Mas, segundo Paim, há preocupação com outros contratos como os dos livros didáticos. O MEC não tem neste momento um limite orçamentário para empenhar recursos e pagar os materiais para serem entregues até fevereiro nas escolas, afirma.
Segundo ele, equipes da transição vão também fazer conversas entre as áreas para que a Economia seja incluída na discussão. "Tudo isso pode eventualmente gerar problema para quem assumir o ministério da Educação, estamos muito preocupados com os primeiros 90 dias", afirmou Henrique Paim.
Outro alerta que surgiu na reunião são os contratos da área de tecnologia que sustentam sistemas como o Sisu, que distribui as vagas em todas as universidades federais por meio da nota do Exame Nacional do Ensino Médio (Enem). A licitação para o Enem do ano que vem também ainda não foi iniciada.
Nos últimos anos, o MEC sofreu sucessivos cortes de recursos no Ensino Superior e também na educação básica. Segundo fontes, a reunião foi em clima cordial e teve a participação de todos os secretários do ministério, alguns presencialmente e outros virtualmente. Eles apresentaram a situação de cada área e os programas realizados.
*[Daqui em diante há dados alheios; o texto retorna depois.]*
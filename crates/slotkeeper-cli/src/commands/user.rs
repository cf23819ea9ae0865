use super::{core_err, json_pretty, EXIT_SUCCESS};
use slotkeeper_core::ReservationEngine;
use slotkeeper_schema::{user, Specification, User, UserId};
use slotkeeper_store::Repository;
use std::sync::Arc;

fn print_user(u: &User) {
    println!("user_id:    {}", u.id);
    println!("email:      {}", u.email);
    println!("name:       {}", u.display_name);
    println!("verified:   {}", u.email_confirmed);
    println!("created_at: {}", u.created_at);
}

pub fn add(engine: &ReservationEngine, email: &str, name: Option<&str>, json: bool) -> Result<u8, String> {
    let display_name = name
        .map(str::to_owned)
        .unwrap_or_else(|| email.split('@').next().unwrap_or(email).to_owned());
    let u = engine
        .register_user(email, &display_name)
        .map_err(|e| core_err(&e))?;
    if json {
        println!("{}", json_pretty(&u)?);
    } else {
        print_user(&u);
    }
    Ok(EXIT_SUCCESS)
}

pub fn verify(engine: &ReservationEngine, user_id: &str, json: bool) -> Result<u8, String> {
    let u = engine
        .confirm_email(&UserId::new(user_id))
        .map_err(|e| core_err(&e))?;
    if json {
        println!("{}", json_pretty(&u)?);
    } else {
        println!("verified {} <{}>", u.id, u.email);
    }
    Ok(EXIT_SUCCESS)
}

pub fn list(engine: &ReservationEngine, unverified: bool, all: bool, json: bool) -> Result<u8, String> {
    let mut spec = Specification::<User>::all();
    if unverified {
        spec = spec & user::unverified();
    }
    if !all {
        spec = spec & Specification::not_deleted();
    }
    let users: Vec<User> = Repository::<User>::new(Arc::clone(engine.backend()))
        .query(&spec)
        .map_err(|e| format!("store error: {e}"))?
        .into_iter()
        .map(|v| v.entity)
        .collect();

    if json {
        println!("{}", json_pretty(&users)?);
    } else if users.is_empty() {
        println!("no users found");
    } else {
        println!("{:<30} {:<9} {:<8} EMAIL", "USER_ID", "VERIFIED", "DELETED");
        for u in &users {
            println!(
                "{:<30} {:<9} {:<8} {}",
                u.id.as_str(),
                u.email_confirmed,
                u.deleted_at.is_some(),
                u.email
            );
        }
    }
    Ok(EXIT_SUCCESS)
}
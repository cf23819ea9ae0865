use chrono::{DateTime, Utc};
use std::fmt;

/// The kind of value a queryable field carries.
#[derive(Debug, Clone, Copy, PartialEq, Eq)]
pub enum ValueKind {
    Bool,
    Int,
    Text,
    Timestamp,
}

/// A field value as seen by the specification algebra.
#[derive(Debug, Clone, PartialEq, Eq)]
pub enum Value {
    Null,
    Bool(bool),
    Int(i64),
    Text(String),
    Timestamp(DateTime<Utc>),
}

impl Value {
    /// Kind of a non-null value; `None` for [`Value::Null`].
    pub fn kind(&self) -> Option<ValueKind> {
        match self {
            Value::Null => None,
            Value::Bool(_) => Some(ValueKind::Bool),
            Value::Int(_) => Some(ValueKind::Int),
            Value::Text(_) => Some(ValueKind::Text),
            Value::Timestamp(_) => Some(ValueKind::Timestamp),
        }
    }

    pub fn is_null(&self) -> bool {
        matches!(self, Value::Null)
    }

    pub fn as_timestamp(&self) -> Option<DateTime<Utc>> {
        match self {
            Value::Timestamp(t) => Some(*t),
            _ => None,
        }
    }
}

impl fmt::Display for Value {
    fn fmt(&self, f: &mut fmt::Formatter<'_>) -> fmt::Result {
        match self {
            Value::Null => write!(f, "NULL"),
            Value::Bool(b) => write!(f, "{b}"),
            Value::Int(i) => write!(f, "{i}"),
            Value::Text(s) => write!(f, "'{s}'"),
            Value::Timestamp(t) => write!(f, "{}", t.to_rfc3339()),
        }
    }
}

impl From<bool> for Value {
    fn from(b: bool) -> Self {
        Value::Bool(b)
    }
}

impl From<i64> for Value {
    fn from(i: i64) -> Self {
        Value::Int(i)
    }
}

impl From<u32> for Value {
    fn from(i: u32) -> Self {
        Value::Int(i64::from(i))
    }
}

impl From<&str> for Value {
    fn from(s: &str) -> Self {
        Value::Text(s.to_owned())
    }
}

impl From<String> for Value {
    fn from(s: String) -> Self {
        Value::Text(s)
    }
}

impl From<DateTime<Utc>> for Value {
    fn from(t: DateTime<Utc>) -> Self {
        Value::Timestamp(t)
    }
}

impl<V: Into<Value>> From<Option<V>> for Value {
    fn from(v: Option<V>) -> Self {
        v.map_or(Value::Null, Into::into)
    }
}
//! End-to-end reservation scenarios through the public engine API.

use chrono::{Duration, Utc};
use slotkeeper_core::{CleanupJob, CoreError, ReservationEngine};
use slotkeeper_schema::{
    reservation, user, ActivityId, OccurrenceId, Reservation, ReservationState, Specification,
    User, UserId,
};
use slotkeeper_store::{
    verify_store_integrity, FileStore, MemoryStore, Persistence, Repository, UnitOfWork,
};
use std::sync::Arc;

struct Setup {
    engine: ReservationEngine,
    user: UserId,
    occurrence: OccurrenceId,
}

fn setup(backend: Arc<dyn Persistence>, maximum: u32, starts_in: Duration) -> Setup {
    let engine = ReservationEngine::new(backend);
    let user = engine.register_user("family@example.org", "Family").unwrap();
    let occ = engine
        .schedule_occurrence(
            ActivityId::new("pottery"),
            Utc::now() + starts_in,
            maximum,
            false,
        )
        .unwrap();
    Setup {
        engine,
        user: user.id,
        occurrence: occ.id,
    }
}

fn memory(maximum: u32) -> Setup {
    setup(Arc::new(MemoryStore::new()), maximum, Duration::days(5))
}

#[test]
fn create_confirm_complete_delete_leaves_no_trace() {
    let s = setup(Arc::new(MemoryStore::new()), 10, Duration::hours(-2));
    let r = s.engine.create(&s.user, &s.occurrence, 3, "two kids and a friend").unwrap();
    s.engine.confirm(&r.id).unwrap();
    s.engine.complete(&r.id).unwrap();
    s.engine.delete(&r.id).unwrap();

    let live = reservation::for_user(&s.user) & Specification::not_deleted();
    assert!(s.engine.reservations(&live).unwrap().is_empty());
    assert!(matches!(
        s.engine.reservation(&r.id),
        Err(CoreError::NotFound { .. })
    ));
}

#[test]
fn cancelling_confirmed_restores_exactly_its_amount() {
    let s = memory(10);
    let other = s
        .engine
        .schedule_occurrence(ActivityId::new("pottery"), Utc::now(), 10, false)
        .unwrap();
    s.engine.book(&s.user, &other.id, 4, "").unwrap();

    let a = s.engine.book(&s.user, &s.occurrence, 3, "").unwrap();
    s.engine.book(&s.user, &s.occurrence, 2, "").unwrap();
    assert_eq!(s.engine.availability(&s.occurrence).unwrap().used, 5);

    s.engine.cancel(&a.id).unwrap();
    assert_eq!(s.engine.availability(&s.occurrence).unwrap().used, 2);
    assert_eq!(s.engine.availability(&other.id).unwrap().used, 4);
}

#[test]
fn cancelling_pending_never_changes_capacity() {
    let s = memory(10);
    s.engine.book(&s.user, &s.occurrence, 6, "").unwrap();
    let pending = s.engine.create(&s.user, &s.occurrence, 3, "").unwrap();
    s.engine.cancel(&pending.id).unwrap();
    assert_eq!(s.engine.availability(&s.occurrence).unwrap().used, 6);
}

#[test]
fn delete_refused_for_active_states_without_mutation() {
    let s = memory(10);
    let pending = s.engine.create(&s.user, &s.occurrence, 1, "").unwrap();
    let confirmed = s.engine.book(&s.user, &s.occurrence, 1, "").unwrap();

    for r in [&pending, &confirmed] {
        assert!(matches!(
            s.engine.delete(&r.id),
            Err(CoreError::InvalidState { .. })
        ));
        assert_eq!(s.engine.reservation(&r.id).unwrap(), *r);
    }
    assert_eq!(s.engine.availability(&s.occurrence).unwrap().used, 1);
}

#[test]
fn confirm_into_full_occurrence_is_refused() {
    let s = memory(4);
    s.engine.book(&s.user, &s.occurrence, 4, "").unwrap();
    for amount in [1, 2, 4] {
        let r = s.engine.create(&s.user, &s.occurrence, amount, "").unwrap();
        assert!(matches!(
            s.engine.confirm(&r.id),
            Err(CoreError::CapacityExceeded { remaining: 0, .. })
        ));
        assert_eq!(
            s.engine.reservation(&r.id).unwrap().state,
            ReservationState::Pending
        );
    }
    assert_eq!(s.engine.availability(&s.occurrence).unwrap().used, 4);
}

#[test]
fn cleanup_soft_deletes_only_stale_unverified_accounts() {
    let backend: Arc<dyn Persistence> = Arc::new(MemoryStore::new());
    let users = Repository::<User>::new(Arc::clone(&backend));
    let now = Utc::now();

    let mut uow = UnitOfWork::new(Arc::clone(&backend), "seed");
    for i in 0..5 {
        let u = User::new(&format!("old{i}@example.org"), "Old", now - Duration::days(10));
        users.insert(&mut uow, &u).unwrap();
    }
    for i in 0..2 {
        let u = User::new(&format!("new{i}@example.org"), "New", now - Duration::days(1));
        users.insert(&mut uow, &u).unwrap();
    }
    uow.commit().unwrap();

    let report = CleanupJob::new(Arc::clone(&backend), Duration::days(7))
        .run(now)
        .unwrap();
    assert_eq!(report.count, 5);

    let live = users.query(&Specification::not_deleted()).unwrap();
    assert_eq!(live.len(), 2);
    assert!(live.iter().all(|v| v.entity.email.starts_with("new")));
    assert_eq!(users.count(&user::unverified()).unwrap(), 7);
}

#[test]
fn soft_deleted_user_cannot_book() {
    let backend: Arc<dyn Persistence> = Arc::new(MemoryStore::new());
    let s = setup(Arc::clone(&backend), 5, Duration::days(1));
    let users = Repository::<User>::new(Arc::clone(&backend));
    let current = users.get(s.user.as_str()).unwrap();
    let mut uow = UnitOfWork::new(backend, "delete-user");
    users.mark_deleted(&mut uow, &current, Utc::now()).unwrap();
    uow.commit().unwrap();

    assert!(matches!(
        s.engine.create(&s.user, &s.occurrence, 1, ""),
        Err(CoreError::NotFound { .. })
    ));
}

#[test]
fn file_store_state_survives_reopen() {
    let dir = tempfile::tempdir().unwrap();
    let (user, occ, kept) = {
        let s = setup(
            Arc::new(FileStore::open(dir.path()).unwrap()),
            6,
            Duration::days(2),
        );
        let kept = s.engine.book(&s.user, &s.occurrence, 4, "").unwrap();
        let dropped = s.engine.create(&s.user, &s.occurrence, 1, "").unwrap();
        s.engine.cancel(&dropped.id).unwrap();
        (s.user, s.occurrence, kept)
    };

    let store = Arc::new(FileStore::open(dir.path()).unwrap());
    let engine = ReservationEngine::new(store.clone());
    assert_eq!(engine.availability(&occ).unwrap().used, 4);
    assert_eq!(engine.reservation(&kept.id).unwrap(), kept);
    let mine: Vec<Reservation> = engine.reservations(&reservation::for_user(&user)).unwrap();
    assert_eq!(mine.len(), 2);
    assert!(verify_store_integrity(store.layout()).unwrap().is_clean());
}

#[test]
fn interrupted_confirm_on_file_store_rolls_back() {
    let dir = tempfile::tempdir().unwrap();
    let store = Arc::new(FileStore::open(dir.path()).unwrap());
    let s = setup(store.clone(), 6, Duration::days(2));
    let r = s.engine.create(&s.user, &s.occurrence, 2, "").unwrap();

    // The confirm batch writes the ledger entry and the reservation; fail the second.
    store.fail_after_writes(2);
    let err = s.engine.confirm(&r.id).unwrap_err();
    assert!(err.is_transient());

    assert_eq!(
        s.engine.reservation(&r.id).unwrap().state,
        ReservationState::Pending
    );
    assert_eq!(s.engine.availability(&s.occurrence).unwrap().used, 0);
    assert!(verify_store_integrity(store.layout()).unwrap().is_clean());

    s.engine.confirm(&r.id).unwrap();
    assert_eq!(s.engine.availability(&s.occurrence).unwrap().used, 2);
}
Agora, a equipe de transição deve se reunir com cada um dos setores do MEC individualmente.
Leia na íntegra a nota da Capes:
Restrições orçamentárias e financeiras impostas à CAPES
À comunidade acadêmica, aos alunos e aos pesquisadores vinculados à CAPES
A Capes recentemente sofreu dois contingenciamentos impostos pelo Ministério da Economia, o que a obrigou a tomar imediatamente medidas internas de priorização, adotando como premissa a necessidade urgente de assegurar o pagamento integral de todas as bolsas e auxílios, de modo que nenhuma das consequências dessas restrições viesse a ser suportada pelos alunos e pesquisadores vinculados à Fundação.
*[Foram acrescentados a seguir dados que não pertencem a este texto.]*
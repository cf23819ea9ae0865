//! Entities, identifiers, reservation states, and the specification algebra for Slotkeeper.
//!
//! This crate defines the schema layer: string-newtype identifiers, the
//! `User`, `Occurrence`, `Reservation` and `CapacityEntry` records, the
//! reservation state transition table, and `Specification<T>`, the composable
//! predicate used by every read path to select entities.

pub mod occurrence;
pub mod reservation;
pub mod spec;
pub mod types;
pub mod user;
pub mod value;

pub use occurrence::{CapacityEntry, Occurrence, OccurrenceField};
pub use reservation::{Reservation, ReservationField, ReservationState};
pub use spec::{Comparison, Criterion, Field, Queryable, SoftDeletable, Specification};
pub use types::{ActivityId, OccurrenceId, ReservationId, UserId};
pub use user::{normalize_email, EmailClaim, User, UserField};
pub use value::{Value, ValueKind};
Não obstante, mesmo após solucionados os problemas acima, a Capes foi surpreendida com a edição do Decreto n° 11.269, de 30 de novembro de 2022, que zerou por completo a autorização para desembolsos financeiros durante o mês de dezembro (Anexo II), impondo idêntica restrição a praticamente todos os Ministérios e entidades federais.
Isso retirou da Capes a capacidade de desembolso de todo e qualquer valor - ainda que previamente empenhado e liquidado - o que a impedirá de honrar os compromissos por ela assumidos, desde a manutenção administrativa da entidade até o pagamento das mais de 200 mil bolsas, cujo depósito deveria ocorrer até amanhã, dia 7 de dezembro.
Diante desse cenário, a Capes cobrou das autoridades competentes a imediata desobstrução dos recursos financeiros essenciais para o desempenho regular de suas funções, sem o que a entidade e seus bolsistas já começam a sofrer severa asfixia.
As providências solicitadas se impõem não apenas para assegurar a regularidade do funcionamento institucional da Capes, mas, principalmente, para conferir tratamento digno à ciência e a seus pesquisadores.
A Capes seguirá seus esforços para restabelecer os pagamentos devidos a seus bolsistas tão logo obtenha a supressão dos obstáculos acima referidos.
A Coordenação de Aperfeiçoamento de Pessoal de Nível Superior (CAPES) é um órgão vinculado ao Ministério da Educação (MEC).